That's a possibility. It definitely warrants a benchmark to know for sure. I
think it could be noticeable for "deep" QuadTrees? (aka: anything with high
precision) as the string representation for one child can get upwards of 29
bytes vs. 8. But its really speculation without benchmark confirmation. Also,
just eliminating the need for stack-based DFS logic is a more straightforward
approach, no? (no crazy data structures with transient state needed since we're
just lexicographically incrementing a compact bit representation on demand)

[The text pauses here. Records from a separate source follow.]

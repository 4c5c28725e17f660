use clean_sea_vision_common::{LoadError, PredictError, StorageError};
use thiserror::Error;

#[derive(Error, Debug)]
pub enum VisionError {
    #[error("設定エラー: {0}")]
    Config(String),

    #[error("ファイルが見つかりません: {0}")]
    FileNotFound(String),

    #[error("フォルダが見つかりません: {0}")]
    FolderNotFound(String),

    #[error("画像が見つかりません: {0}")]
    NoImagesFound(String),

    #[error(transparent)]
    Load(#[from] LoadError),

    #[error(transparent)]
    Predict(#[from] PredictError),

    #[error(transparent)]
    Storage(#[from] StorageError),

    #[error("JSON解析エラー: {0}")]
    JsonParse(#[from] serde_json::Error),

    #[error("IOエラー: {0}")]
    Io(#[from] std::io::Error),
}

pub type Result<T> = std::result::Result<T, VisionError>;
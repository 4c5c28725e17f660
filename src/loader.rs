//! モデルとラベルファイルの読み込み

use clean_sea_vision_common::{
    labels_from_text, InputSpec, KeyValueStore, LabelSet, LoadError, OnnxClassifier, Pipeline,
};
use std::path::Path;

/// モデル → ラベルの順に読み込む
pub async fn load(
    model_path: &Path,
    labels_path: &Path,
    spec: InputSpec,
) -> Result<(OnnxClassifier, LabelSet), LoadError> {
    let bytes = tokio::fs::read(model_path)
        .await
        .map_err(|e| LoadError::Model(format!("{}: {}", model_path.display(), e)))?;
    tracing::debug!(path = %model_path.display(), size = bytes.len(), "model file read");

    let classifier = OnnxClassifier::from_bytes(&bytes, spec)?;
    let labels = load_labels(labels_path).await?;

    Ok((classifier, labels))
}

/// 読み込んでパイプラインに反映する
///
/// 状態は失敗時も `Failed` に更新され、エラーは呼び出し側に返る。
pub async fn load_into<S: KeyValueStore>(
    pipeline: &mut Pipeline<OnnxClassifier, S>,
    model_path: &Path,
    labels_path: &Path,
    spec: InputSpec,
) -> Result<(), LoadError> {
    let loaded = load(model_path, labels_path, spec).await;
    let failure = loaded.as_ref().err().cloned();
    pipeline.apply_load(loaded);
    match failure {
        Some(e) => Err(e),
        None => Ok(()),
    }
}

/// ラベルファイルを読み込んでパース
pub async fn load_labels(path: &Path) -> Result<LabelSet, LoadError> {
    let text = tokio::fs::read_to_string(path)
        .await
        .map_err(|e| LoadError::Labels(format!("{}: {}", path.display(), e)))?;
    labels_from_text(&text)
}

bq. ...couldn't you provide this via overriding
SpatialPrefixTree.getTreeCellIterator instead of overriding the SpatialStrategy?
I like this suggestion. If I set pruneLeafyBranches to false and override
getTreeCellIterator in PackedQuadPrefixTree then, yes, RPT will call the
PackedQuadPrefixTree.getTreeCellIterator from RPT.createCellIteratorToIndex and
I can eliminate the StreamingPrefixTreeStrategy class altogether. At that
point I would suggest we rename RecursivePrefixTreeStrategy to something more
"accurate", but that can be an API discussion.
bq. I think we may be talking about different things.
We're talking about the same thing. With one difference in this
implementation. At the moment leaves that are on the edge (e.g., intersects)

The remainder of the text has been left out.